*** Opening Given information ***

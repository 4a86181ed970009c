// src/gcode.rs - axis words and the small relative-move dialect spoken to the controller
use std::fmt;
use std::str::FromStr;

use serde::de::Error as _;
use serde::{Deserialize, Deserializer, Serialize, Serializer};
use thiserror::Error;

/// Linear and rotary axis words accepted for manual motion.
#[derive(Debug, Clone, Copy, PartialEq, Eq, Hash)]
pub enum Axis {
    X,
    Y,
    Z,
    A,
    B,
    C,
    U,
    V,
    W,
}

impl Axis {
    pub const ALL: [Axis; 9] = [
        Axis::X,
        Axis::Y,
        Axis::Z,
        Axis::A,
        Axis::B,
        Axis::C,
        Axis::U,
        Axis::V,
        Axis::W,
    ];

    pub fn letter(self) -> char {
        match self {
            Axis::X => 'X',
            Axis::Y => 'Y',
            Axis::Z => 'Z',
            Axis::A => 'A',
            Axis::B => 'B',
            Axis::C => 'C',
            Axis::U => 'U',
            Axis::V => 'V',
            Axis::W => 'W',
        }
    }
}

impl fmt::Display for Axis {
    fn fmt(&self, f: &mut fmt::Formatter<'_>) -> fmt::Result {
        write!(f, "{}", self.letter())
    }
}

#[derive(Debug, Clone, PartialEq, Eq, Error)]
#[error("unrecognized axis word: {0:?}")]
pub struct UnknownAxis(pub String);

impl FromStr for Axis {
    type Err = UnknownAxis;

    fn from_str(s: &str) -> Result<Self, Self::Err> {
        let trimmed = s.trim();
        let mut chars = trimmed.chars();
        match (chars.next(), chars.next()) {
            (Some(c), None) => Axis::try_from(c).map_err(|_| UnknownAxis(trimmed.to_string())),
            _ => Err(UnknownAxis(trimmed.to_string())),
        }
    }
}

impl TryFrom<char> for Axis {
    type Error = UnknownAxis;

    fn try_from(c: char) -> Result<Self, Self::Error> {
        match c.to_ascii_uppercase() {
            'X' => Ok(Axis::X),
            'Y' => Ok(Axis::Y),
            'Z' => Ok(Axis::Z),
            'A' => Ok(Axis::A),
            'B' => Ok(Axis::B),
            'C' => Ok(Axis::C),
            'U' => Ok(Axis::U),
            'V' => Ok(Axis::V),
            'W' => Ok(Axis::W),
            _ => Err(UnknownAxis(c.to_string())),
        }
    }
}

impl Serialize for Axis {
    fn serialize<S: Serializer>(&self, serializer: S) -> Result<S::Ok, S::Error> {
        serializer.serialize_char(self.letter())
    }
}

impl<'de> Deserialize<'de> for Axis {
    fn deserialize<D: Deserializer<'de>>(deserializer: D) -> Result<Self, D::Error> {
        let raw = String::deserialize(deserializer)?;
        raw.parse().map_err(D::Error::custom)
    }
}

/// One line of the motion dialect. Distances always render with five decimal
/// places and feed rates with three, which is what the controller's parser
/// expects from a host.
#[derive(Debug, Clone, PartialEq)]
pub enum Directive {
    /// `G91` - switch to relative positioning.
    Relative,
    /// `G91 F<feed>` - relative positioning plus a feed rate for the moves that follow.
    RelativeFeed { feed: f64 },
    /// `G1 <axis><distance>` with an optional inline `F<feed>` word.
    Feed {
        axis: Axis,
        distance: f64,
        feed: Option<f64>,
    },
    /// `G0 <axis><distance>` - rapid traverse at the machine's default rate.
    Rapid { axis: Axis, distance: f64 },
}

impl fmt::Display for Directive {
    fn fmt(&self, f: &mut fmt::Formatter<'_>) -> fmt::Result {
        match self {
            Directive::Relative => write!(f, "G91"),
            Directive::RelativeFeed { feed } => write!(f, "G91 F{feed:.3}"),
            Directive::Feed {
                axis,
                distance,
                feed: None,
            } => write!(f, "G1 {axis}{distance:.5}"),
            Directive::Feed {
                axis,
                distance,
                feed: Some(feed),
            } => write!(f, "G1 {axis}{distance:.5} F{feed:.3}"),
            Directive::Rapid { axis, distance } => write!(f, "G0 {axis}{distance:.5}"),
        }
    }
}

*** Closing Given information ***
*** Opening Given information ***

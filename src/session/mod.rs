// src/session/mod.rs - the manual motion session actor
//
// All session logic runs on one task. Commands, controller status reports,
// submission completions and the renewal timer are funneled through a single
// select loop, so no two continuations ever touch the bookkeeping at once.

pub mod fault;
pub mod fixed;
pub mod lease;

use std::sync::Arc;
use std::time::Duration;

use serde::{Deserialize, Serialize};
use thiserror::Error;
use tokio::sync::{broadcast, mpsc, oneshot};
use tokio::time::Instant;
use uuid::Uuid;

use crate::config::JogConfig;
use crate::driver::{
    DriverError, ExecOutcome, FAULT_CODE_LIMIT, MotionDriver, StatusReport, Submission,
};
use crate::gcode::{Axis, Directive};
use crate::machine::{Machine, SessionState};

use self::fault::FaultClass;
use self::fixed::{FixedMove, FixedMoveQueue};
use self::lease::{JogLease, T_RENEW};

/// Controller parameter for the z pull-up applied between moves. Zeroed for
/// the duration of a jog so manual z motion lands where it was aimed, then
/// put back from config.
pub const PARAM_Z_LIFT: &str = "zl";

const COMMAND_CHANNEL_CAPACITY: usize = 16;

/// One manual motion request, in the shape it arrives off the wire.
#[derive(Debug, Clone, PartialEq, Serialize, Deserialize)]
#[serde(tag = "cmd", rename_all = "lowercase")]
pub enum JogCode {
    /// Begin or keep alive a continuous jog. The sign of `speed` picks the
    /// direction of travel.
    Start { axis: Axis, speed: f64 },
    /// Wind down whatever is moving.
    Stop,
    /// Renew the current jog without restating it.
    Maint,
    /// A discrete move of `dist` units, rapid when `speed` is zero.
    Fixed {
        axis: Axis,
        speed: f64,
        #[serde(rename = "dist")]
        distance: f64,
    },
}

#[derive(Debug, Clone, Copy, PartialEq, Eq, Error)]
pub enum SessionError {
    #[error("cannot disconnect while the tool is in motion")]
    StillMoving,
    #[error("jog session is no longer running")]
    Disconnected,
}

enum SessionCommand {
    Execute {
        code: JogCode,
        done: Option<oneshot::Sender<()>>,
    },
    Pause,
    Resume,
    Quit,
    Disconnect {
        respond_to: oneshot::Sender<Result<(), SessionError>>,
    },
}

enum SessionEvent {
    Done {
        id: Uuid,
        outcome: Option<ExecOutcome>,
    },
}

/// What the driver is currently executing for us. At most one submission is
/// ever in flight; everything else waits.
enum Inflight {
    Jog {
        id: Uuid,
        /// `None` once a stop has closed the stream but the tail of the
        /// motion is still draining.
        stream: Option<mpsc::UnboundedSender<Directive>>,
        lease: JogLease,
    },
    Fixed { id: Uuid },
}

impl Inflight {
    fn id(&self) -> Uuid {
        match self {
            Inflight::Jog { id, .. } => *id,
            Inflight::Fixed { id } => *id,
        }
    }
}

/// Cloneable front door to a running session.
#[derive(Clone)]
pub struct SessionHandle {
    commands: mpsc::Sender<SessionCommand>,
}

*** Closing Given information ***

## Work to complete
Bring together all lines in the records where the word "tokio" is found.

## Exercise solution
use tokio::sync::{broadcast, mpsc, oneshot};
use tokio::time::Instant;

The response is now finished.